Tilt angles are projected angles of the tile sides on relevant planes. Each angle is evaluated as an averaged angle for 2 sides.
Origin of the detector local frame is arbitrary. There are few preferable options for choosing coordinate frame origin:
- use the same coordinate system as in optical measurements,
- apply minimal offset (translation) to optical frame in order to make all coordinates positive (see left plot below),
- use averaged coordinate of all tiles (see right plot below),
- use user-defined translation, for example set origin in the evaluated point of beam crossing with the detector plane.

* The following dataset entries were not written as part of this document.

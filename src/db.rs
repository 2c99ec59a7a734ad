// ==========================================
// 车队维修返工分析系统 - SQLite 连接与建表
// ==========================================
// 目标:
// - 所有 Connection::open 统一 PRAGMA（foreign_keys / busy_timeout）
// - 建表脚本集中维护, 测试与命令行共用
// ==========================================

use crate::perf::{install_sqlite_tracing, SqlPerfSettings};
use rusqlite::Connection;
use rusqlite::OptionalExtension;
use std::time::Duration;

/// 默认 busy_timeout（毫秒）
pub const DEFAULT_BUSY_TIMEOUT_MS: u64 = 5_000;

/// 当前代码所期望的 schema_version
pub const CURRENT_SCHEMA_VERSION: i64 = 2;

const SCHEMA_SQL: &str = r#"
CREATE TABLE IF NOT EXISTS work_order (
    order_id            TEXT PRIMARY KEY,
    vehicle_id          TEXT NOT NULL,
    service_description TEXT NOT NULL,
    model_description   TEXT,
    workshop            TEXT,
    section             TEXT,
    mechanic_id         TEXT,
    start_time          TEXT,
    close_time          TEXT
);

CREATE INDEX IF NOT EXISTS idx_work_order_close_time ON work_order(close_time);
CREATE INDEX IF NOT EXISTS idx_work_order_vehicle_service
    ON work_order(vehicle_id, service_description);

CREATE TABLE IF NOT EXISTS part_usage (
    usage_id   INTEGER PRIMARY KEY AUTOINCREMENT,
    order_id   TEXT NOT NULL,
    equipment  TEXT NOT NULL,
    part       TEXT NOT NULL,
    quantity   REAL NOT NULL DEFAULT 0,
    value      REAL NOT NULL DEFAULT 0,
    usage_date TEXT NOT NULL
);

CREATE INDEX IF NOT EXISTS idx_part_usage_order ON part_usage(order_id);
CREATE INDEX IF NOT EXISTS idx_part_usage_date ON part_usage(usage_date);

CREATE TABLE IF NOT EXISTS config_kv (
    key        TEXT PRIMARY KEY,
    value      TEXT NOT NULL,
    updated_at TEXT NOT NULL DEFAULT (datetime('now'))
);

CREATE TABLE IF NOT EXISTS schema_version (
    version    INTEGER PRIMARY KEY,
    applied_at TEXT NOT NULL DEFAULT (datetime('now'))
);
"#;

/// 备件记录自然键: 同一工单同一天同一备件只保留一行, 重复导入时覆盖
const PART_USAGE_KEY_SQL: &str = r#"
CREATE UNIQUE INDEX IF NOT EXISTS uq_part_usage_entry
    ON part_usage(order_id, equipment, part, usage_date);
"#;

const DEDUP_PART_USAGE_SQL: &str = r#"
DELETE FROM part_usage
WHERE usage_id NOT IN (
    SELECT MAX(usage_id) FROM part_usage
    GROUP BY order_id, equipment, part, usage_date
)
"#;

/// 配置 SQLite 连接的统一 PRAGMA
///
/// foreign_keys / busy_timeout 需要每个连接单独设置
pub fn configure_sqlite_connection(conn: &Connection) -> rusqlite::Result<()> {
    conn.execute_batch("PRAGMA foreign_keys = ON;")?;
    conn.busy_timeout(Duration::from_millis(DEFAULT_BUSY_TIMEOUT_MS))?;
    Ok(())
}

/// 打开 SQLite 连接并应用统一配置 + SQL 性能统计
pub fn open_sqlite_connection(db_path: &str) -> rusqlite::Result<Connection> {
    let mut conn = Connection::open(db_path)?;
    configure_sqlite_connection(&conn)?;
    install_sqlite_tracing(&mut conn, SqlPerfSettings::from_env());
    Ok(conn)
}

/// 建表（幂等）并登记 schema_version
pub fn init_schema(conn: &Connection) -> rusqlite::Result<()> {
    let found = read_schema_version(conn)?;
    conn.execute_batch(SCHEMA_SQL)?;
    if matches!(found, Some(v) if v < 2) {
        // v1 的备件表允许重复导入同一台账
        let removed = conn.execute(DEDUP_PART_USAGE_SQL, [])?;
        tracing::info!(removed, "schema v2: 已合并重复的备件记录");
    }
    conn.execute_batch(PART_USAGE_KEY_SQL)?;
    conn.execute(
        "INSERT OR IGNORE INTO schema_version (version) VALUES (?1)",
        [CURRENT_SCHEMA_VERSION],
    )?;
    Ok(())
}

/// 读取 schema_version（若表不存在则返回 None）
pub fn read_schema_version(conn: &Connection) -> rusqlite::Result<Option<i64>> {
    let has_table: bool = conn
        .query_row(
            "SELECT 1 FROM sqlite_master WHERE type='table' AND name='schema_version' LIMIT 1",
            [],
            |_row| Ok(true),
        )
        .optional()?
        .unwrap_or(false);

    if !has_table {
        return Ok(None);
    }

    let v: Option<i64> =
        conn.query_row("SELECT MAX(version) FROM schema_version", [], |row| row.get(0))?;
    Ok(v)
}

/// 打开数据库并确保表结构存在; 版本不一致时仅告警
pub fn open_and_init(db_path: &str) -> rusqlite::Result<Connection> {
    let conn = open_sqlite_connection(db_path)?;
    init_schema(&conn)?;

    match read_schema_version(&conn)? {
        Some(v) if v == CURRENT_SCHEMA_VERSION => {}
        other => tracing::warn!(
            db_path,
            found = ?other,
            expected = CURRENT_SCHEMA_VERSION,
            "schema_version 与当前代码不一致"
        ),
    }
    Ok(conn)
}
// ==========================================
// 车队维修返工分析系统 - 统计结果模型
// ==========================================
// 红线: total = 0 时百分比为 None ("无数据"), 不得出现 NaN
// ==========================================

use serde::{Deserialize, Serialize};
use std::fmt;

/// 百分比: 100 × part / total, total 为 0 时返回 None
pub fn percentage(part: usize, total: usize) -> Option<f64> {
    if total == 0 {
        None
    } else {
        Some(100.0 * part as f64 / total as f64)
    }
}

// ==========================================
// GroupKey - 复合分组键
// ==========================================
// 值的顺序与 group_by 维度顺序一致
#[derive(Debug, Clone, PartialEq, Eq, PartialOrd, Ord, Hash, Serialize, Deserialize)]
#[serde(transparent)]
pub struct GroupKey(pub Vec<String>);

impl GroupKey {
    /// 空键（整体汇总）
    pub fn overall() -> Self {
        Self(Vec::new())
    }

    pub fn values(&self) -> &[String] {
        &self.0
    }

    /// 取前 n 个分量组成的新键
    pub fn prefix(&self, n: usize) -> Self {
        Self(self.0.iter().take(n).cloned().collect())
    }
}

impl fmt::Display for GroupKey {
    fn fmt(&self, f: &mut fmt::Formatter<'_>) -> fmt::Result {
        f.write_str(&self.0.join(" / "))
    }
}

impl From<Vec<String>> for GroupKey {
    fn from(values: Vec<String>) -> Self {
        Self(values)
    }
}

// ==========================================
// RoleCounts - 角色计数
// ==========================================
#[derive(Debug, Clone, Copy, Default, PartialEq, Eq, Serialize, Deserialize)]
pub struct RoleCounts {
    pub total: usize,
    pub rework: usize,
    pub correction: usize,
    pub first_time_correction: usize,
    pub problems: usize,
}

impl RoleCounts {
    pub fn perc_rework(&self) -> Option<f64> {
        percentage(self.rework, self.total)
    }

    pub fn perc_correction(&self) -> Option<f64> {
        percentage(self.correction, self.total)
    }

    pub fn perc_first_time(&self) -> Option<f64> {
        percentage(self.first_time_correction, self.total)
    }

    pub fn late_correction(&self) -> usize {
        self.correction - self.first_time_correction
    }
}

// ==========================================
// GroupStatistics - 分类引擎统计
// ==========================================
#[derive(Debug, Clone, PartialEq, Serialize, Deserialize)]
pub struct GroupStatistics {
    pub service_description: Option<String>, // None 表示全部服务
    pub total_orders: usize,
    pub rework_count: usize,
    pub correction_count: usize,
    pub first_time_correction_count: usize,
    pub late_correction_count: usize,
    pub problem_count: usize,
    pub perc_rework: Option<f64>,
    pub perc_correction: Option<f64>,
    pub perc_first_time: Option<f64>,
    pub orders_per_problem: Option<f64>,
}

impl GroupStatistics {
    pub fn from_counts(service_description: Option<String>, counts: RoleCounts) -> Self {
        let orders_per_problem = if counts.problems == 0 {
            None
        } else {
            Some(counts.total as f64 / counts.problems as f64)
        };

        Self {
            service_description,
            total_orders: counts.total,
            rework_count: counts.rework,
            correction_count: counts.correction,
            first_time_correction_count: counts.first_time_correction,
            late_correction_count: counts.late_correction(),
            problem_count: counts.problems,
            perc_rework: counts.perc_rework(),
            perc_correction: counts.perc_correction(),
            perc_first_time: counts.perc_first_time(),
            orders_per_problem,
        }
    }

    /// 空统计（total_orders = 0, 百分比均为无数据）
    pub fn empty() -> Self {
        Self::from_counts(None, RoleCounts::default())
    }

    pub fn is_empty(&self) -> bool {
        self.total_orders == 0
    }
}

// ==========================================
// AggregateRow - 聚合行
// ==========================================
#[derive(Debug, Clone, PartialEq, Serialize, Deserialize)]
pub struct AggregateRow {
    pub total: usize,
    pub rework: usize,
    pub correction: usize,
    pub first_time_correction: usize,
    pub problems: usize,
    pub perc_rework: Option<f64>,
    pub perc_correction: Option<f64>,
    pub perc_first_time: Option<f64>,
}

impl From<RoleCounts> for AggregateRow {
    fn from(counts: RoleCounts) -> Self {
        Self {
            total: counts.total,
            rework: counts.rework,
            correction: counts.correction,
            first_time_correction: counts.first_time_correction,
            problems: counts.problems,
            perc_rework: counts.perc_rework(),
            perc_correction: counts.perc_correction(),
            perc_first_time: counts.perc_first_time(),
        }
    }
}

// ==========================================
// RollupRow - 均值汇总行 ("Geral" / 按车型)
// ==========================================
// 说明: 各分组百分比的算术平均, 不是合并后重算的百分比
#[derive(Debug, Clone, PartialEq, Serialize, Deserialize)]
pub struct RollupRow {
    pub group_count: usize,
    pub mean_total: Option<f64>,
    pub mean_perc_rework: Option<f64>,
    pub mean_perc_correction: Option<f64>,
    pub mean_perc_first_time: Option<f64>,
    pub std_perc_rework: Option<f64>, // 样本标准差, 少于 2 个分组时为 None
}

#[cfg(test)]
mod tests {
    use super::*;

    #[test]
    fn test_percentage_zero_total_is_no_data() {
        assert_eq!(percentage(0, 0), None);
        assert_eq!(percentage(1, 4), Some(25.0));
    }

    #[test]
    fn test_empty_statistics() {
        let stats = GroupStatistics::empty();
        assert!(stats.is_empty());
        assert_eq!(stats.perc_rework, None);
        assert_eq!(stats.orders_per_problem, None);
    }

    #[test]
    fn test_group_key_prefix() {
        let key = GroupKey(vec!["A".into(), "B".into(), "C".into()]);
        assert_eq!(key.prefix(2), GroupKey(vec!["A".into(), "B".into()]));
        assert_eq!(key.prefix(0), GroupKey::overall());
        assert_eq!(key.to_string(), "A / B / C");
    }
}
// ==========================================
// 车队维修返工分析系统 - 命令行入口
// ==========================================
// 用法:
//   fleet-rework import  <db_path> <file>...
//   fleet-rework analyze <db_path> <date_from> <date_to> [min_gap_days]
//   fleet-rework config  <db_path> [key value]
// 输出: JSON（stdout）, 日志写 stderr
// ==========================================

use anyhow::{anyhow, bail, Context};
use fleet_rework_analytics::api::ReworkAnalysisRequest;
use fleet_rework_analytics::app::{get_default_db_path, AppState};
use fleet_rework_analytics::importer::WorkOrderImporter;
use fleet_rework_analytics::logging;
use std::path::PathBuf;

const USAGE: &str = "用法:
  fleet-rework import  <db_path> <file>...
  fleet-rework analyze <db_path> <date_from> <date_to> [min_gap_days]
  fleet-rework config  <db_path> [key value]";

#[tokio::main]
async fn main() -> anyhow::Result<()> {
    logging::init();

    let args: Vec<String> = std::env::args().skip(1).collect();
    let Some(command) = args.first().map(String::as_str) else {
        eprintln!("{}", USAGE);
        std::process::exit(2);
    };

    let db_path = args
        .get(1)
        .map(|s| s.trim().to_string())
        .filter(|s| !s.is_empty() && s != "-")
        .unwrap_or_else(get_default_db_path);

    tracing::info!(
        version = fleet_rework_analytics::VERSION,
        db_path = %db_path,
        command,
        "{}",
        fleet_rework_analytics::APP_NAME
    );

    let state = AppState::new(db_path).map_err(|e| anyhow!(e))?;

    match command {
        "import" => {
            let files: Vec<PathBuf> = args.iter().skip(2).map(PathBuf::from).collect();
            if files.is_empty() {
                bail!("import 需要至少一个文件\n{}", USAGE);
            }

            let results = state.importer.batch_import(files).await;
            let report: Vec<serde_json::Value> = results
                .into_iter()
                .map(|r| match r {
                    Ok(summary) => serde_json::json!({"status": "OK", "summary": summary}),
                    Err(message) => serde_json::json!({"status": "FAILED", "error": message}),
                })
                .collect();
            println!("{}", serde_json::to_string_pretty(&report)?);
        }
        "analyze" => {
            let (Some(date_from), Some(date_to)) = (args.get(2), args.get(3)) else {
                bail!("analyze 需要起止日期\n{}", USAGE);
            };

            let min_gap_days = match args.get(4) {
                Some(raw) => raw
                    .trim()
                    .parse::<i64>()
                    .with_context(|| format!("min_gap_days 不是整数: {}", raw))?,
                None => state.rework_api.analysis_config()?.default_min_gap_days.days(),
            };

            let request = ReworkAnalysisRequest::new(date_from, date_to, min_gap_days);
            let report = state
                .rework_api
                .analyze(&request)
                .with_context(|| format!("分析失败: {} ~ {}", date_from, date_to))?;
            println!("{}", serde_json::to_string_pretty(&report)?);
        }
        "config" => match (args.get(2), args.get(3)) {
            (Some(key), Some(value)) => {
                state
                    .config_manager
                    .set_value(key, value)
                    .map_err(|e| anyhow!("写入配置 {} 失败: {}", key, e))?;
                let snapshot = state
                    .config_manager
                    .get_config_snapshot()
                    .map_err(|e| anyhow!("读取配置失败: {}", e))?;
                println!("{}", snapshot);
            }
            _ => {
                let config = state.rework_api.analysis_config()?;
                println!("{}", serde_json::to_string_pretty(&config)?);
            }
        },
        other => {
            bail!("未知命令: {}\n{}", other, USAGE);
        }
    }

    Ok(())
}
// ==========================================
// 车队维修返工分析系统 - 应用层
// ==========================================
// 职责: 装配仓储/配置/API, 供命令行与展示层使用
// ==========================================

pub mod state;

// 重导出
pub use state::{get_default_db_path, AppState, ENV_DB_PATH};
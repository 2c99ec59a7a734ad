// ==========================================
// 车队维修返工分析系统 - 核心库
// ==========================================
// 技术栈: Rust + SQLite
// 系统定位: 维修工单返工/纠正分类与统计分析（只读分析, 不回写工单）
// ==========================================

// ==========================================
// 模块声明
// ==========================================

// 领域层 - 实体与类型
pub mod domain;

// 数据仓储层 - 数据访问
pub mod repository;

// 引擎层 - 返工分类与统计
pub mod engine;

// 导入层 - 外部数据
pub mod importer;

// 配置层 - 分析参数
pub mod config;

// 数据库基础设施（连接初始化/PRAGMA/建表）
pub mod db;

// 日志系统
pub mod logging;

// 性能统计（SQL 计数/慢查询）
pub mod perf;

// API 层 - 业务接口
pub mod api;

// 应用层 - 装配
pub mod app;

// ==========================================
// 重导出核心类型
// ==========================================

// 领域类型
pub use domain::types::{CorrectionKind, Dimension, MinGapDays, ServiceRole, MIN_GAP_PRESETS};

// 领域实体
pub use domain::{ClassifiedOrder, GroupKey, GroupStatistics, PartUsage, WorkOrder};

// 引擎
pub use engine::{classify, ClassificationResult, ReworkClassifier};

// API
pub use api::{ApiError, Report, ReworkApi};

// ==========================================
// 常量定义
// ==========================================

// 系统版本
pub const VERSION: &str = env!("CARGO_PKG_VERSION");

// 系统名称
pub const APP_NAME: &str = "车队维修返工分析系统";
//! File type detection

use std::path::Path;

#[derive(Debug, Clone, Copy, PartialEq, Eq)]
pub enum FileType {
    Pdf,
    Text,
    Markdown,
    Unknown,
}

impl FileType {
    pub fn from_extension(ext: &str) -> Self {
        match ext.to_lowercase().as_str() {
            "pdf" => FileType::Pdf,
            "txt" => FileType::Text,
            "md" | "markdown" => FileType::Markdown,
            _ => FileType::Unknown,
        }
    }

    pub fn from_path(path: &Path) -> Self {
        path.extension()
            .and_then(|ext| ext.to_str())
            .map(Self::from_extension)
            .unwrap_or(FileType::Unknown)
    }
}
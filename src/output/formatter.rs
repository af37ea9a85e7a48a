//! Console and JSON renderings of a match report

use crate::config::OutputFormat;
use crate::error::Result;
use crate::output::report::{MatchLevel, MatchReport};
use colored::{Color, Colorize};

/// Trait for formatting match reports
pub trait OutputFormatter {
    fn format_report(&self, report: &MatchReport) -> Result<String>;
    fn supports_format(&self) -> OutputFormat;
}

/// Console formatter with colors
pub struct ConsoleFormatter {
    use_colors: bool,
    detailed: bool,
}

/// JSON formatter for scripting and integration
pub struct JsonFormatter {
    pretty: bool,
}

impl ConsoleFormatter {
    pub fn new(use_colors: bool, detailed: bool) -> Self {
        Self { use_colors, detailed }
    }

    fn colorize(&self, text: &str, color: Color) -> String {
        if self.use_colors {
            text.color(color).to_string()
        } else {
            text.to_string()
        }
    }

    fn format_header(&self, title: &str, level: u8) -> String {
        let prefix = match level {
            1 => "█",
            2 => "▓",
            _ => "▒",
        };

        let color = match level {
            1 => Color::Blue,
            2 => Color::Green,
            _ => Color::Yellow,
        };

        if self.use_colors {
            format!("\n{} {}\n", prefix.color(color).bold(), title.color(color).bold())
        } else {
            format!("\n{} {}\n", prefix, title)
        }
    }

    fn format_score_badge(&self, level: MatchLevel) -> String {
        let (badge, color) = match level {
            MatchLevel::Excellent => ("EXCELLENT", Color::Green),
            MatchLevel::Good => ("GOOD", Color::Yellow),
            MatchLevel::Fair => ("FAIR", Color::BrightYellow),
            MatchLevel::Poor => ("POOR", Color::BrightRed),
        };

        if self.use_colors {
            format!("[{}]", badge.color(color).bold())
        } else {
            format!("[{}]", badge)
        }
    }

    fn format_keyword_list(&self, keywords: &[String], color: Color) -> String {
        if keywords.is_empty() {
            return "  (none)\n".to_string();
        }
        keywords
            .iter()
            .map(|keyword| format!("  • {}\n", self.colorize(keyword, color)))
            .collect()
    }
}

impl OutputFormatter for ConsoleFormatter {
    fn format_report(&self, report: &MatchReport) -> Result<String> {
        let mut output = String::new();
        let level = report.match_level();

        output.push_str(&self.format_header("RESUME MATCH REPORT", 1));
        if let Some(path) = &report.resume_path {
            output.push_str(&format!("Resume: {}\n", path));
        }
        output.push_str(&format!(
            "Generated: {}\n",
            report.generated_at.format("%Y-%m-%d %H:%M:%S UTC")
        ));

        output.push_str(&self.format_header("Score", 2));
        output.push_str(&format!(
            "Match Score: {:.2}% {}\n",
            report.result.score,
            self.format_score_badge(level)
        ));
        output.push_str(&format!("Verdict: {}\n", self.colorize(level.verdict(), Color::Cyan)));

        if report.resume_text_missing() {
            output.push_str(&self.colorize(
                "No text could be extracted from the resume; it may be scanned, encrypted, or corrupt.\n",
                Color::Red,
            ));
        }

        output.push_str(&self.format_header(
            &format!("Matched Keywords ({})", report.result.matched.len()),
            3,
        ));
        output.push_str(&self.format_keyword_list(&report.result.matched, Color::Green));

        output.push_str(&self.format_header(
            &format!("Missing Keywords ({})", report.result.missing.len()),
            3,
        ));
        output.push_str(&self.format_keyword_list(&report.result.missing, Color::Yellow));

        if self.detailed {
            output.push_str(&self.format_header("Extracted Keywords", 2));
            output.push_str(&format!(
                "{} (via {}):\n",
                self.colorize("Resume", Color::Cyan),
                report.resume_strategy
            ));
            output.push_str(&self.format_keyword_list(&report.resume_keywords, Color::White));
            output.push_str(&format!(
                "{} (via {}):\n",
                self.colorize("Job description", Color::Cyan),
                report.job_strategy
            ));
            output.push_str(&self.format_keyword_list(&report.job_keywords, Color::White));
        }

        Ok(output)
    }

    fn supports_format(&self) -> OutputFormat {
        OutputFormat::Console
    }
}

impl JsonFormatter {
    pub fn new(pretty: bool) -> Self {
        Self { pretty }
    }
}

impl OutputFormatter for JsonFormatter {
    fn format_report(&self, report: &MatchReport) -> Result<String> {
        if self.pretty {
            Ok(serde_json::to_string_pretty(report)?)
        } else {
            Ok(serde_json::to_string(report)?)
        }
    }

    fn supports_format(&self) -> OutputFormat {
        OutputFormat::Json
    }
}

/// Report generator that dispatches to the formatter for a format
pub struct ReportGenerator {
    console_formatter: ConsoleFormatter,
    json_formatter: JsonFormatter,
}

impl ReportGenerator {
    pub fn new() -> Self {
        Self::with_options(true, false, true)
    }

    pub fn with_options(use_colors: bool, detailed: bool, pretty_json: bool) -> Self {
        Self {
            console_formatter: ConsoleFormatter::new(use_colors, detailed),
            json_formatter: JsonFormatter::new(pretty_json),
        }
    }

    pub fn generate_report(&self, report: &MatchReport, format: &OutputFormat) -> Result<String> {
        match format {
            OutputFormat::Console => self.console_formatter.format_report(report),
            OutputFormat::Json => self.json_formatter.format_report(report),
        }
    }
}

impl Default for ReportGenerator {
    fn default() -> Self {
        Self::new()
    }
}

#[cfg(test)]
mod tests {
    use super::*;
    use crate::processing::keywords::ExtractionStrategy;
    use crate::processing::scorer::MatchResult;
    use chrono::Utc;

    fn sample_report() -> MatchReport {
        MatchReport {
            resume_path: Some("cv.pdf".to_string()),
            resume_keywords: vec!["python".to_string(), "docker".to_string()],
            job_keywords: vec!["python".to_string(), "kubernetes".to_string()],
            result: MatchResult {
                score: 60.0,
                matched: vec!["python".to_string()],
                missing: vec!["kubernetes".to_string()],
            },
            resume_strategy: ExtractionStrategy::Model,
            job_strategy: ExtractionStrategy::Frequency,
            generated_at: Utc::now(),
        }
    }

    #[test]
    fn test_console_output_without_colors() {
        let formatter = ConsoleFormatter::new(false, true);
        let output = formatter.format_report(&sample_report()).unwrap();

        assert!(output.contains("Match Score: 60.00% [GOOD]"));
        assert!(output.contains("Matched Keywords (1)"));
        assert!(output.contains("  • kubernetes"));
        assert!(output.contains("via frequency fallback"));
        assert!(!output.contains("No text could be extracted"));
    }

    #[test]
    fn test_console_flags_missing_resume_text() {
        let mut report = sample_report();
        report.resume_strategy = ExtractionStrategy::Empty;
        report.resume_keywords.clear();

        let output = ConsoleFormatter::new(false, false).format_report(&report).unwrap();
        assert!(output.contains("No text could be extracted"));
        assert!(!output.contains("Extracted Keywords"));
    }

    #[test]
    fn test_json_output_round_trips() {
        let report = sample_report();
        let json = ReportGenerator::with_options(false, false, false)
            .generate_report(&report, &OutputFormat::Json)
            .unwrap();

        let parsed: MatchReport = serde_json::from_str(&json).unwrap();
        assert_eq!(parsed.result, report.result);
        assert_eq!(parsed.job_strategy, ExtractionStrategy::Frequency);
    }
}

Pixel coordinate reconstruction in the detector frame uses
- tile ideal geometry,
- tile center positions,
- tile N·90 rotation and tilt angles:
(x,y,z)in detector = (Xc,Yc,Zc) + R(N·90+tilt) × (x,y,z)in tile
,
where rotation matrix R is a product of three rotations around appropriate axes,
Pixel coordinates in the detector should be accessed by method like
(x, y, z) = get_pixel_xyz_in_detector(tile_number,row,column),
or look-up tables for consecutive pixel indexes
(xarr, yarr, zarr) = get
_pixel
_xyz_arrays_in_detector
().
Summary
Suggested method for imaging detector geometry description provides simple and unambiguous way of pixel coordinate parametrization. This method utilizes all available information from optical measurement and design of the detector and tiles. All geometry parameters are extracted without fitting technique and presented by natural intuitive way.
References
Euler angles, Tait–Bryan angles, nautical angles, Cardan angles etc.